There were also reports that another Marburg case had been detected in Belgium.
MVD has a mortality rate of up to 88 percent. There are currently no vaccines or treatments approved to treat the virus
Authorities have since clarified that a person thought to be at risk was asked to quarantine but has since passed the incubation period without becoming ill.
Marburg virus is initially spread from bats, which naturally host the virus, to people.
Exposure typically occurs in mines or caves people work in, though the source of the Rwandan outbreak has not yet been determined.
From there initial cases can go on to infect other people with the virus spreading through contaminated bodily fluids, including those left on clothes and bedding.
Sexual transmission of the virus can also occur, with research suggesting it can remain viable in semen even for up to 7 weeks after a patient recovers.
Even the bodies of the dead can still transmit the infection.
UK health chiefs are currently demanded that businesses provide extra monitoring of employees who have or are visiting Rwanda.
They have also issued a warning to British travellers to Rwanda, which has direct flights between its capital Kiglai, where the majority of cases have been recorded and UK airports.
There are currently no vaccines or treatments available for Marburg virus, meaning medics instead focus on helping patients survive the infection.
However, a number of potential jabs are currently being trialled including in the UK.
Rwanda is poised to start using some of these experimental jabs and drugs as part of clinical trials during the ongoing outbreak.
A similar policy of using in development vaccines and medicines has been used in previous Ebola outbreaks in a bid to help save lives of those with direct exposure to known cases.
Rwanda’s assistant health minister, Yvan Butera, said his country was preparing to dish out such products to its populace but without giving details of exactly what will be tested.
Marburg virus (MVD) is initially transmitted to people from fruit bats and spreads among humans through direct contact with the bodily fluids of infected people, surfaces and materials.
‘About to start vaccine and therapeutic clinical trials to protect high-risk groups,’ he wrote on social media.
In terms of cases the Rwandan outbreak is approaching the scale of the 2023 one in Equatorial Guinea and Tanzania in which 49 people were infected, of which 41 died, and which was larges tin over a decade.
However it pales in comparison to the 2004-5 Angolan Marburg virus outbreak, the biggest on record, with 374 recorded cases of which 329 were fatal.
The Angolan outbreak was considered to be exacerbated by civil unrest in the country at the time.
WHO officials have said they are currently advising against any travel and trade restrictions being imposed against Rwanda during the ongoing virus outbreak.
Previous outbreaks have seen cases of Marburg virus crop up in places like the Netherlands and the US in travellers from affected countries.
However, no such cases have ever occurred in the UK, though experts say it is possible.
Most outbreaks of Marburg virus fizzle out after infecting a few people.

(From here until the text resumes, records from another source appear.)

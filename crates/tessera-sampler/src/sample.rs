//! Sample data and file decoding.

use crate::error::{Error, Result};
use hound::{SampleFormat, WavReader};
use std::fmt;
use std::path::Path;

/// A mono sample ready for playback.
pub struct Sample {
    path: String,
    sample_rate: u32,
    data: Box<[f32]>,
}

impl Sample {
    pub fn new(path: impl Into<String>, sample_rate: u32, data: Vec<f32>) -> Self {
        Self {
            path: path.into(),
            sample_rate,
            data: data.into_boxed_slice(),
        }
    }

    /// Path the sample was loaded from.
    #[inline]
    pub fn path(&self) -> &str {
        &self.path
    }

    #[inline]
    pub fn sample_rate(&self) -> u32 {
        self.sample_rate
    }

    #[inline]
    pub fn data(&self) -> &[f32] {
        &self.data
    }

    #[inline]
    pub fn frames(&self) -> usize {
        self.data.len()
    }
}

impl fmt::Debug for Sample {
    fn fmt(&self, f: &mut fmt::Formatter<'_>) -> fmt::Result {
        f.debug_struct("Sample")
            .field("path", &self.path)
            .field("sample_rate", &self.sample_rate)
            .field("frames", &self.data.len())
            .finish()
    }
}

/// Interleaved audio as decoded from a file.
#[derive(Debug, Clone, PartialEq)]
pub struct DecodedAudio {
    pub frames: usize,
    pub channels: u16,
    pub sample_rate: u32,
    pub samples: Vec<f32>,
}

/// Turns a file into audio. Runs on the worker thread, so it may block.
pub trait SampleDecoder: Send + Sync {
    fn decode(&self, path: &Path) -> Result<DecodedAudio>;
}

/// WAV decoding via hound. Integer formats are scaled to [-1, 1).
#[derive(Debug, Clone, Copy, Default)]
pub struct WavDecoder;

impl SampleDecoder for WavDecoder {
    fn decode(&self, path: &Path) -> Result<DecodedAudio> {
        let mut reader = WavReader::open(path)?;
        let spec = reader.spec();

        let samples = match spec.sample_format {
            SampleFormat::Float => reader
                .samples::<f32>()
                .collect::<std::result::Result<Vec<_>, _>>()?,
            SampleFormat::Int => {
                let scale = 1.0 / (1u64 << (spec.bits_per_sample.saturating_sub(1))) as f32;
                reader
                    .samples::<i32>()
                    .map(|s| s.map(|v| v as f32 * scale))
                    .collect::<std::result::Result<Vec<_>, _>>()?
            }
        };

        Ok(DecodedAudio {
            frames: samples.len() / usize::from(spec.channels.max(1)),
            channels: spec.channels,
            sample_rate: spec.sample_rate,
            samples,
        })
    }
}

/// Decode `path` and check it is playable: exactly one channel and at least
/// one frame.
pub fn load_sample(decoder: &dyn SampleDecoder, path: &str) -> Result<Sample> {
    tracing::info!(path, "Loading sample");

    let audio = decoder.decode(Path::new(path))?;
    if audio.channels != 1 {
        return Err(Error::UnsupportedChannels {
            path: path.to_owned(),
            channels: audio.channels,
        });
    }
    if audio.frames == 0 || audio.samples.is_empty() {
        return Err(Error::EmptySample(path.to_owned()));
    }

    let mut data = audio.samples;
    data.truncate(audio.frames);
    Ok(Sample::new(path, audio.sample_rate, data))
}

#[cfg(test)]
mod tests {
    use super::*;
    use approx::assert_relative_eq;
    use hound::{WavSpec, WavWriter};
    use tempfile::TempDir;

    fn write_wav(dir: &TempDir, name: &str, channels: u16, samples: &[f32]) -> String {
        let path = dir.path().join(name);
        let spec = WavSpec {
            channels,
            sample_rate: 48000,
            bits_per_sample: 32,
            sample_format: SampleFormat::Float,
        };
        let mut writer = WavWriter::create(&path, spec).unwrap();
        for &s in samples {
            writer.write_sample(s).unwrap();
        }
        writer.finalize().unwrap();
        path.to_string_lossy().into_owned()
    }

    struct Fixed(DecodedAudio);

    impl SampleDecoder for Fixed {
        fn decode(&self, _: &Path) -> Result<DecodedAudio> {
            Ok(self.0.clone())
        }
    }

    #[test]
    fn test_load_mono_wav() {
        let dir = TempDir::new().unwrap();
        let path = write_wav(&dir, "mono.wav", 1, &[0.0, 0.5, -0.5, 1.0]);

        let sample = load_sample(&WavDecoder, &path).unwrap();
        assert_eq!(sample.path(), path);
        assert_eq!(sample.sample_rate(), 48000);
        assert_eq!(sample.frames(), 4);
        assert_relative_eq!(sample.data()[1], 0.5);
        assert_relative_eq!(sample.data()[2], -0.5);
    }

    #[test]
    fn test_int_wav_is_normalized() {
        let dir = TempDir::new().unwrap();
        let path = dir.path().join("int.wav");
        let spec = WavSpec {
            channels: 1,
            sample_rate: 44100,
            bits_per_sample: 16,
            sample_format: SampleFormat::Int,
        };
        let mut writer = WavWriter::create(&path, spec).unwrap();
        writer.write_sample(i16::MIN).unwrap();
        writer.write_sample(16384i16).unwrap();
        writer.finalize().unwrap();

        let audio = WavDecoder.decode(&path).unwrap();
        assert_eq!(audio.frames, 2);
        assert_relative_eq!(audio.samples[0], -1.0);
        assert_relative_eq!(audio.samples[1], 0.5);
    }

    #[test]
    fn test_stereo_rejected() {
        let dir = TempDir::new().unwrap();
        let path = write_wav(&dir, "stereo.wav", 2, &[0.1, 0.2, 0.3, 0.4]);

        let err = load_sample(&WavDecoder, &path).unwrap_err();
        assert!(matches!(err, Error::UnsupportedChannels { channels: 2, .. }));
    }

    #[test]
    fn test_missing_file() {
        let err = load_sample(&WavDecoder, "/nonexistent/tessera/missing.wav").unwrap_err();
        assert!(matches!(err, Error::Hound(_)));
    }

    #[test]
    fn test_empty_rejected() {
        let decoder = Fixed(DecodedAudio {
            frames: 0,
            channels: 1,
            sample_rate: 48000,
            samples: vec![],
        });
        let err = load_sample(&decoder, "empty.wav").unwrap_err();
        assert!(matches!(err, Error::EmptySample(path) if path == "empty.wav"));
    }
}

For this reason, experts say the chances of it sparking a pandemic aren’t high.
Marburg virus was first recognized in 1967 when outbreaks of haemorrhagic fever occurred simultaneously in laboratories in Marburg and Frankfurt, Germany and in Belgrade, Yugoslavia (now Serbia).
Infections were eventually traced back to three laboratories that received a shared shipment of infected African green monkeys for research.
Previous outbreaks have been spotted in Equatorial Guinea, Tanzania, Cameroon, Angola, the Democratic Republic of the Congo, Kenya, South Africa and Uganda.